44 Denial of the right to vote on the basis of attributed moral unworthiness is inconsistent with the respect for the dignity of every person that lies at the heart of Canadian democracy and the Charter: compare August, supra. It also runs counter to the plain words of s. 3, its exclusion from the s. 33 override, and the idea that laws command obedience because they are made by those whose conduct they govern. For all these reasons, it must, at this stage of our history, be rejected.
It is also worth reading a little more about "civil death", which has been consigned to the ash heap of history in most places now. Wiki has an extremely brief entry that can serve as an introduction:
http://en.wikipedia.org/wiki/Civil_deathCivil death is a term that refers to the loss of all or almost all civil rights by a person due to a conviction for a felony (a crime punishable with more than a year's imprisonment) or due to an act by the government of a country that results in the loss of civil rights. It is usually inflicted on persons convicted of crimes against the state or adults determined by a court to be legally incompetent because of mental disability.

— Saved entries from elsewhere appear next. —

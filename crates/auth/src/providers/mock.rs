//! Mock identity provider for development and testing.
//!
//! Behaves like the hosted provider's client SDK as far as the mirror can
//! tell: every subscriber gets the current state first and every change after,
//! and a successful sign-in or sign-out is broadcast to all subscribers.

use std::collections::VecDeque;
use std::sync::{Arc, Mutex, MutexGuard, PoisonError};

use async_trait::async_trait;
use dopamine_core::auth::{AuthChanges, AuthError, IdentityProvider, Principal, Result};
use tokio::sync::{mpsc, Semaphore};

type Listener = mpsc::UnboundedSender<Option<Principal>>;

/// Scriptable in-process identity provider.
#[derive(Debug, Default)]
pub struct MockProvider {
    state: Mutex<MockState>,
}

#[derive(Debug, Default)]
struct MockState {
    current: Option<Principal>,
    listeners: Vec<Listener>,
    /// Subscribers still waiting on their first notification.
    held: Vec<Listener>,
    holding_initial: bool,
    subscriptions: usize,
    sign_in_as: VecDeque<Principal>,
    sign_in_failures: VecDeque<String>,
    sign_out_failures: VecDeque<String>,
    sign_in_gate: Option<Arc<Semaphore>>,
}

impl MockProvider {
    /// Provider with nobody signed in.
    pub fn new() -> Self {
        Self::default()
    }

    /// Provider with a cached session for `principal`.
    pub fn signed_in(principal: Principal) -> Self {
        let provider = Self::new();
        provider.lock().current = Some(principal);
        provider
    }

    /// Delay the first notification to new subscribers until
    /// [`Self::release_initial_state`] is called.
    pub fn hold_initial_state(&self) {
        self.lock().holding_initial = true;
    }

    /// Deliver the current state to every subscriber that is still waiting.
    pub fn release_initial_state(&self) {
        let mut state = self.lock();
        state.holding_initial = false;

        let current = state.current.clone();
        let held = std::mem::take(&mut state.held);
        for listener in held {
            if listener.send(current.clone()).is_ok() {
                state.listeners.push(listener);
            }
        }
    }

    /// Principal returned by the next successful sign-in.
    ///
    /// Without a queued principal, sign-in generates a fresh mock user.
    pub fn queue_sign_in_as(&self, principal: Principal) {
        self.lock().sign_in_as.push_back(principal);
    }

    /// Make the next sign-in fail with `message`.
    pub fn fail_next_sign_in(&self, message: impl Into<String>) {
        self.lock().sign_in_failures.push_back(message.into());
    }

    /// Make the next sign-out fail with `message`.
    pub fn fail_next_sign_out(&self, message: impl Into<String>) {
        self.lock().sign_out_failures.push_back(message.into());
    }

    /// Block sign-in calls until [`Self::release_sign_in`] hands out permits.
    pub fn hold_sign_in(&self) {
        self.lock().sign_in_gate = Some(Arc::new(Semaphore::new(0)));
    }

    /// Let `count` blocked sign-in calls proceed.
    pub fn release_sign_in(&self, count: usize) {
        if let Some(gate) = &self.lock().sign_in_gate {
            gate.add_permits(count);
        }
    }

    /// Push a state change to every subscriber, as if it happened elsewhere
    /// (token expiry, sign-out in another tab).
    pub fn emit(&self, principal: Option<Principal>) {
        let mut state = self.lock();
        state.current = principal;
        state.broadcast();
    }

    /// Drop every listener, closing their change streams.
    ///
    /// Also stops holding the initial state, so later subscribers are answered
    /// right away.
    pub fn close_subscriptions(&self) {
        let mut state = self.lock();
        state.holding_initial = false;
        state.listeners.clear();
        state.held.clear();
    }

    /// Total number of `subscribe` calls ever made.
    pub fn subscription_count(&self) -> usize {
        self.lock().subscriptions
    }

    /// Subscribers whose receiving end is still alive.
    pub fn live_subscriber_count(&self) -> usize {
        let state = self.lock();
        state
            .listeners
            .iter()
            .chain(state.held.iter())
            .filter(|l| !l.is_closed())
            .count()
    }

    pub fn current(&self) -> Option<Principal> {
        self.lock().current.clone()
    }

    fn lock(&self) -> MutexGuard<'_, MockState> {
        self.state.lock().unwrap_or_else(PoisonError::into_inner)
    }
}

impl MockState {
    fn broadcast(&mut self) {
        let current = self.current.clone();
        self.listeners
            .retain(|listener| listener.send(current.clone()).is_ok());
    }
}

#[async_trait]
impl IdentityProvider for MockProvider {
    async fn sign_in(&self) -> Result<Principal> {
        let gate = self.lock().sign_in_gate.clone();
        if let Some(gate) = gate {
            let permit = gate
                .acquire()
                .await
                .map_err(|e| AuthError::SignIn(e.to_string()))?;
            permit.forget();
        }

        let mut state = self.lock();
        if let Some(message) = state.sign_in_failures.pop_front() {
            return Err(AuthError::SignIn(message));
        }

        let principal = state.sign_in_as.pop_front().unwrap_or_else(|| {
            let id = uuid::Uuid::new_v4();
            Principal::new(format!("mock-{id}"))
                .with_email(format!("{id}@mock.local"))
                .with_display_name("Mock User")
        });

        state.current = Some(principal.clone());
        state.broadcast();
        Ok(principal)
    }

    async fn sign_out(&self) -> Result<()> {
        let mut state = self.lock();
        if let Some(message) = state.sign_out_failures.pop_front() {
            return Err(AuthError::SignOut(message));
        }

        state.current = None;
        state.broadcast();
        Ok(())
    }

    async fn subscribe(&self) -> Result<AuthChanges> {
        let (tx, rx) = mpsc::unbounded_channel();
        let mut state = self.lock();
        state.subscriptions += 1;

        if state.holding_initial {
            state.held.push(tx);
        } else {
            // Receiver is alive, send cannot fail
            let _ = tx.send(state.current.clone());
            state.listeners.push(tx);
        }

        Ok(rx)
    }
}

A prominent example of civil death is the "illegal enemy combatant" designation used by the United States government, to avoid due process as described by the United States Constitution and protections for prisoners of war described in the Geneva Conventions. A second example of civil death on a wide scale is the use of purges by the former Soviet Union under Joseph Stalin.
Historically outlawry, that is, declaring a person as an outlaw, was a common form of civil death.
Note the philosophy that one is signing onto in advocating that civil death -- the loss of civil rights, such as voting rights -- be imposed on someone.